Why was my life saved (and through such extreme measures), only to be put right back at risk, through the ever-incipient denial of insurance, medical assistance, and access to healthcare? What was the point of it all?? It felt like maybe I shouldn’t have been striving so hard to live, but instead perhaps that I should simply have accepted the inevitability of my own death (something I am now faced with every day that I do wake up in the morning, anyways). My husband had only been able to find part-time jobs, since his old workplace had closed. So, we knew that we would have to move out-of-state to get the help that we needed. We just hadn’t anticipated that it would be even harder to get coverage, aid, or access, once we left. And, we still don’t know how much harder it will get, as we continue to race border-state budget cuts and residency requirements, just trying to keep me alive. Sometimes, it’s hard not to doubt that we’ll make it in time at all.
I have always worked hard, and I’ve always tried to give back to the community. I was glad to pay my dues, and happy to put in my time. So, I have an exceptionally hard time understanding how so many have come to turn their backs on me as I ask them to help keep me from dying, if not from hurting, particularly when that’s supposed to be their job. How come I’m not worth your time and attention? Why don’t I deserve to live? What’s so wrong with me, that you can’t even tell me what’s wrong with me?

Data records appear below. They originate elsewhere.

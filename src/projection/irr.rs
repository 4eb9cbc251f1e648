//! Internal Rate of Return (IRR) calculation
//!
//! Solves the discount rate at which the yearly cash-flow sequence has zero
//! net present value.

use thiserror::Error;

/// The solver could not find a rate discounting the sequence to zero
#[derive(Debug, Clone, Copy, PartialEq, Eq, Error)]
pub enum IrrError {
    /// Empty sequence, no sign change, or the iteration failed to converge
    #[error("cash-flow sequence admits no internal rate of return")]
    NoConvergence,
}

/// Find the annual rate r such that `sum(C[t] / (1+r)^t) = 0` over the
/// sequence, using the Newton-Raphson method.
///
/// # Arguments
/// * `cashflows` - Yearly values, index 0 = initial outlay (negative = outflow)
///
/// # Returns
/// * `Result<f64, IrrError>` - Annual rate as a decimal (0.05 for 5%), or
///   `NoConvergence` when no solution exists in the bounded rate range
pub fn solve_irr(cashflows: &[f64]) -> Result<f64, IrrError> {
    if cashflows.is_empty() {
        return Err(IrrError::NoConvergence);
    }

    // An all-zero sequence discounts to zero at any rate
    if cashflows.iter().all(|&cf| cf.abs() < 1e-10) {
        return Ok(0.0);
    }

    // At least one sign change is required for a root to exist
    let has_positive = cashflows.iter().any(|&cf| cf > 1e-10);
    let has_negative = cashflows.iter().any(|&cf| cf < -1e-10);
    if !has_positive || !has_negative {
        return Err(IrrError::NoConvergence);
    }

    // Newton-Raphson iteration on the annual rate
    let mut rate = 0.05;
    let tolerance = 1e-10;
    let max_iterations = 1000;

    for _ in 0..max_iterations {
        let (npv, dnpv) = npv_and_derivative(cashflows, rate);

        if dnpv.abs() < 1e-20 {
            // Derivative too small, try bisection instead
            return solve_irr_bisection(cashflows);
        }

        let new_rate = rate - npv / dnpv;

        // Bound the rate to reasonable values
        let new_rate = new_rate.max(-0.99).min(10.0);

        if (new_rate - rate).abs() < tolerance {
            // A stalled iterate at the bounds is not a root
            if residual_is_small(cashflows, new_rate) {
                return Ok(new_rate);
            }
            return solve_irr_bisection(cashflows);
        }

        rate = new_rate;
    }

    // Newton-Raphson didn't converge, try bisection
    solve_irr_bisection(cashflows)
}

/// Check the NPV at a candidate root against the magnitude of the sequence
fn residual_is_small(cashflows: &[f64], rate: f64) -> bool {
    let scale: f64 = cashflows.iter().map(|cf| cf.abs()).sum();
    npv_at_rate(cashflows, rate).abs() <= 1e-9 * scale.max(1.0)
}

/// Calculate NPV and its derivative with respect to rate
fn npv_and_derivative(cashflows: &[f64], rate: f64) -> (f64, f64) {
    let mut npv = 0.0;
    let mut dnpv = 0.0;

    for (t, &cf) in cashflows.iter().enumerate() {
        let discount = (1.0 + rate).powi(t as i32);
        npv += cf / discount;
        if t > 0 {
            dnpv -= (t as f64) * cf / ((1.0 + rate).powi(t as i32 + 1));
        }
    }

    (npv, dnpv)
}

/// Fallback IRR calculation using the bisection method
fn solve_irr_bisection(cashflows: &[f64]) -> Result<f64, IrrError> {
    let mut low = -0.99_f64;
    let mut high = 10.0_f64;
    let tolerance = 1e-10;
    let max_iterations = 1000;

    let npv_low = npv_at_rate(cashflows, low);
    let npv_high = npv_at_rate(cashflows, high);

    // Check that we have a root in this interval
    if npv_low * npv_high > 0.0 {
        return Err(IrrError::NoConvergence);
    }

    for _ in 0..max_iterations {
        let mid = (low + high) / 2.0;
        let npv_mid = npv_at_rate(cashflows, mid);

        if npv_mid.abs() < tolerance || (high - low) / 2.0 < tolerance {
            return Ok(mid);
        }

        if npv_mid * npv_at_rate(cashflows, low) < 0.0 {
            high = mid;
        } else {
            low = mid;
        }
    }

    Err(IrrError::NoConvergence)
}

/// Calculate NPV at a given annual rate
pub fn npv_at_rate(cashflows: &[f64], rate: f64) -> f64 {
    cashflows
        .iter()
        .enumerate()
        .map(|(t, &cf)| cf / (1.0 + rate).powi(t as i32))
        .sum()
}

#[cfg(test)]
mod tests {
    use super::*;

    #[test]
    fn test_simple_irr() {
        // Outlay of 1000, returns 1100 one year later
        let cashflows = vec![-1000.0, 1100.0];

        let irr = solve_irr(&cashflows).unwrap();
        assert!((irr - 0.10).abs() < 1e-9, "Expected 10% IRR, got {}", irr);
    }

    #[test]
    fn test_level_coupon_round_trip() {
        // 1000 outlay, nine 100 coupons, principal plus coupon at maturity
        let mut cashflows = vec![-1000.0];
        cashflows.extend(vec![100.0; 9]);
        cashflows.push(1100.0);

        let irr = solve_irr(&cashflows).unwrap();
        assert!((irr - 0.10).abs() < 1e-6, "Expected 10% IRR, got {}", irr);
        assert!(npv_at_rate(&cashflows, irr).abs() < 1e-6);
    }

    #[test]
    fn test_negative_interim_flows() {
        // Rental shape: outlay, negative operating years, large terminal inflow
        let mut cashflows = vec![-20_000.0];
        cashflows.extend(vec![-5_354.74; 14]);
        cashflows.push(-5_354.74 + 235_032.49);

        let irr = solve_irr(&cashflows).unwrap();
        assert!((irr - 0.0922).abs() < 1e-3, "got {}", irr);
    }

    #[test]
    fn test_no_sign_change_fails() {
        assert_eq!(
            solve_irr(&[-100.0, -50.0, -25.0]),
            Err(IrrError::NoConvergence)
        );
        assert_eq!(
            solve_irr(&[100.0, 50.0, 25.0]),
            Err(IrrError::NoConvergence)
        );
    }

    #[test]
    fn test_empty_sequence_fails() {
        assert_eq!(solve_irr(&[]), Err(IrrError::NoConvergence));
    }

    #[test]
    fn test_all_zero_sequence_is_zero_rate() {
        assert_eq!(solve_irr(&[0.0, 0.0, 0.0]), Ok(0.0));
    }

    #[test]
    fn test_deep_loss_rate_is_negative() {
        // Recover only a fraction of the outlay
        let irr = solve_irr(&[-1000.0, 300.0]).unwrap();
        assert!((irr + 0.70).abs() < 1e-6, "got {}", irr);
    }
}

I wish that I could leave you with a happier ending, but this never-ending vicious cycle has not left us witch much optimism, hope, or spare change, ourselves. Aside from knowing that my tumor is back, we don’t know just how bad it is. What we are gravely aware of is that I am out of the safety net and into the danger zone for lymph and bone involvement plus metastatic cancer growth. It’s proven impossible to get a standard colonoscopy and biopsy at my age (twenty-plus years too young) without a doctor’s order, and impossible to get a doctor’s order without insurance or assistance (but, you’ve already heard that story before) all this, even in spite of my personal history of colon cancer. And, it will be equally impossible to get any traditional treatment if/when the cancer spreads to my liver or lungs, too. But, at least nobody will be talking about colostomy bags then, anymore. When we do find the rare body scanning clinic that will take cash patients on self-referral, they all also inevitable deny me the less-invasive virtual colonoscopy because I’m still in my childbearing years even though I’m medically documented as being POF, and haven’t had a period in over six years now. You’d think it would be a non-issue, but for some reason it isn’t. Maybe someone out there can understand our fear and despair, but a lot of other people just don’t seem to care.